Nvidia GT300 core: Speculation

3dilettante · Jun 26, 2009

Chalnoth said:
And if you've got much more than a 3x performance improvement by using the GPU's, it's not a problem, is it?

It can still be a problem.

GPUs don't exist in isolation.

Each additional board is going to mean additional networking, CPU, rack space, power, and system maintenance overhead.

It's not just ECC at that point, though it would go a long way in protecting against common transient errors and also really speed up the process of isolating and replacing failing boards.

KimB · Jun 26, 2009

3dilettante said:
It can still be a problem.

GPUs don't exist in isolation.

Each additional board is going to mean additional networking, CPU, rack space, power, and system maintenance overhead.

It's not just ECC at that point, though it would go a long way in protecting against common transient errors and also really speed up the process of isolating and replacing failing boards.

My point was that if you're going to compare it against an ECC system, if you are looking for a specific performance target, it is entirely conceivable that even with 3x vote you could build a smaller, more power efficient, and cheaper system that performs this task at the same performance with GPU-accelerated calculations than one that does not (and uses ECC instead of a software-based error correction setup).

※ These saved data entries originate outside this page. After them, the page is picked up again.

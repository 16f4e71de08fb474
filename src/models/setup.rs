//! Setup and batch rule tables.
//!
//! These are the read-only inputs of the cost model:
//! - [`SetupRule`]: explicit changeover time between two items on a machine
//! - [`ItemFamily`]: fallback changeover times for items grouped by family
//! - [`BatchRule`]: batch size bounds and batch duration on a machine
//!
//! # Reference
//! Allahverdi et al. (2008), "A survey of scheduling problems with
//! setup times or costs"

use serde::{Deserialize, Serialize};

/// Explicit sequence-dependent changeover on one machine.
#[derive(Debug, Clone, PartialEq, Serialize, Deserialize)]
pub struct SetupRule {
    /// Machine the rule applies to.
    pub machine_id: String,
    /// Item last run on the machine.
    pub from_item: String,
    /// Item about to run.
    pub to_item: String,
    /// Changeover time (minutes).
    pub setup_minutes: i64,
    /// Changeover cost (currency units).
    #[serde(default)]
    pub setup_cost: f64,
    /// Free-form classification (e.g. "tooling", "cleaning").
    #[serde(default)]
    pub setup_type: String,
}

impl SetupRule {
    /// Creates a rule with zero cost and no type tag.
    pub fn new(
        machine_id: impl Into<String>,
        from_item: impl Into<String>,
        to_item: impl Into<String>,
        setup_minutes: i64,
    ) -> Self {
        Self {
            machine_id: machine_id.into(),
            from_item: from_item.into(),
            to_item: to_item.into(),
            setup_minutes,
            setup_cost: 0.0,
            setup_type: String::new(),
        }
    }

    /// Sets the changeover cost.
    pub fn with_cost(mut self, cost: f64) -> Self {
        self.setup_cost = cost;
        self
    }

    /// Sets the setup type tag.
    pub fn with_type(mut self, setup_type: impl Into<String>) -> Self {
        self.setup_type = setup_type.into();
        self
    }
}

/// A group of items sharing changeover characteristics.
#[derive(Debug, Clone, PartialEq, Serialize, Deserialize)]
pub struct ItemFamily {
    /// Family identifier.
    pub id: String,
    /// Member item IDs.
    pub items: Vec<String>,
    /// Changeover between two members of this family (minutes).
    pub intra_family_setup_minutes: i64,
    /// Changeover into this family from another family (minutes).
    pub inter_family_setup_minutes: i64,
}

impl ItemFamily {
    /// Creates a family with the given changeover times.
    pub fn new(id: impl Into<String>, intra_minutes: i64, inter_minutes: i64) -> Self {
        Self {
            id: id.into(),
            items: Vec::new(),
            intra_family_setup_minutes: intra_minutes,
            inter_family_setup_minutes: inter_minutes,
        }
    }

    /// Adds a member item.
    pub fn with_item(mut self, item_id: impl Into<String>) -> Self {
        self.items.push(item_id.into());
        self
    }
}

/// Batch bounds and duration for an item on a machine.
///
/// Batch duration is `batch_setup_minutes + unit_minutes × size`.
#[derive(Debug, Clone, PartialEq, Serialize, Deserialize)]
pub struct BatchRule {
    /// Machine the rule applies to.
    pub machine_id: String,
    /// Item the rule applies to.
    pub item_id: String,
    /// Smallest permitted batch.
    pub min_batch_size: u32,
    /// Largest permitted batch.
    pub max_batch_size: u32,
    /// Preferred batch size; the only size accepted without partial batches.
    pub optimal_batch_size: u32,
    /// Fixed time per batch (minutes).
    pub batch_setup_minutes: i64,
    /// Time per unit (minutes).
    pub unit_minutes: i64,
    /// Whether sizes other than the optimum are accepted.
    #[serde(default)]
    pub allow_partial_batch: bool,
}

impl BatchRule {
    /// Creates a rule that accepts only `size` units.
    pub fn new(machine_id: impl Into<String>, item_id: impl Into<String>, size: u32) -> Self {
        Self {
            machine_id: machine_id.into(),
            item_id: item_id.into(),
            min_batch_size: size,
            max_batch_size: size,
            optimal_batch_size: size,
            batch_setup_minutes: 0,
            unit_minutes: 0,
            allow_partial_batch: false,
        }
    }

    /// Sets the size bounds and optimum.
    pub fn with_sizes(mut self, min: u32, max: u32, optimal: u32) -> Self {
        self.min_batch_size = min;
        self.max_batch_size = max;
        self.optimal_batch_size = optimal;
        self
    }

    /// Sets the per-batch and per-unit times.
    pub fn with_times(mut self, batch_setup_minutes: i64, unit_minutes: i64) -> Self {
        self.batch_setup_minutes = batch_setup_minutes;
        self.unit_minutes = unit_minutes;
        self
    }

    /// Allows sizes other than the optimum.
    pub fn with_partial(mut self, allow: bool) -> Self {
        self.allow_partial_batch = allow;
        self
    }

    /// Whether `size` is an acceptable batch under this rule.
    pub fn accepts(&self, size: u32) -> bool {
        if size < self.min_batch_size || size > self.max_batch_size {
            return false;
        }
        self.allow_partial_batch || size == self.optimal_batch_size
    }

    /// Batch duration for `size` units, ignoring the bounds.
    #[inline]
    pub fn duration_for(&self, size: u32) -> i64 {
        self.batch_setup_minutes + self.unit_minutes * i64::from(size)
    }
}

#[cfg(test)]
mod tests {
    use super::*;

    #[test]
    fn test_setup_rule_builder() {
        let rule = SetupRule::new("M1", "A", "B", 45)
            .with_cost(12.5)
            .with_type("tooling");
        assert_eq!(rule.setup_minutes, 45);
        assert!((rule.setup_cost - 12.5).abs() < 1e-10);
        assert_eq!(rule.setup_type, "tooling");
    }

    #[test]
    fn test_family_builder() {
        let fam = ItemFamily::new("bolts", 10, 40).with_item("M8").with_item("M10");
        assert_eq!(fam.items, vec!["M8", "M10"]);
        assert_eq!(fam.intra_family_setup_minutes, 10);
        assert_eq!(fam.inter_family_setup_minutes, 40);
    }

    #[test]
    fn test_batch_rule_accepts() {
        let strict = BatchRule::new("M1", "A", 5).with_sizes(1, 10, 5);
        assert!(strict.accepts(5));
        assert!(!strict.accepts(3));
        assert!(!strict.accepts(11));

        let partial = strict.clone().with_partial(true);
        assert!(partial.accepts(3));
        assert!(partial.accepts(10));
        assert!(!partial.accepts(0));
        assert!(!partial.accepts(11));
    }

    #[test]
    fn test_batch_duration() {
        let rule = BatchRule::new("M1", "A", 5)
            .with_sizes(1, 10, 5)
            .with_times(30, 10);
        assert_eq!(rule.duration_for(5), 80);
        assert_eq!(rule.duration_for(1), 40);
    }
}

3dilettante · Jun 26, 2009

Chalnoth said:
My point was that if you're going to compare it against an ECC system, if you are looking for a specific performance target, it is entirely conceivable that even with 3x vote you could build a smaller, more power efficient, and cheaper system that performs this task at the same performance with GPU-accelerated calculations than one that does not (and uses ECC instead of a software-based error correction setup).

A system with ECC GPUs or ECC on a CPU-only system (in either case, the system RAM is likely to be ECC).

If the former, there is no conceivable way.

If the latter, if the system as a whole is difficult to maintain and has serious reliability issues, it still might not work.

KimB · Jun 26, 2009

3dilettante said:
A system with ECC GPUs or ECC on a CPU-only system (in either case, the system RAM is likely to be ECC).

Obviously it would be better, in principle, to have ECC-enabled GPU's. But that's not available. So in the mean time it's GPU + software error correction vs. CPU with ECC. As long as you get enough a performance boost out of the GPU acceleration, then, you can still benefit over using CPU with ECC to do all the processing.

3dilettante said:
If the latter, if the system as a whole is difficult to maintain and has serious reliability issues, it still might not work.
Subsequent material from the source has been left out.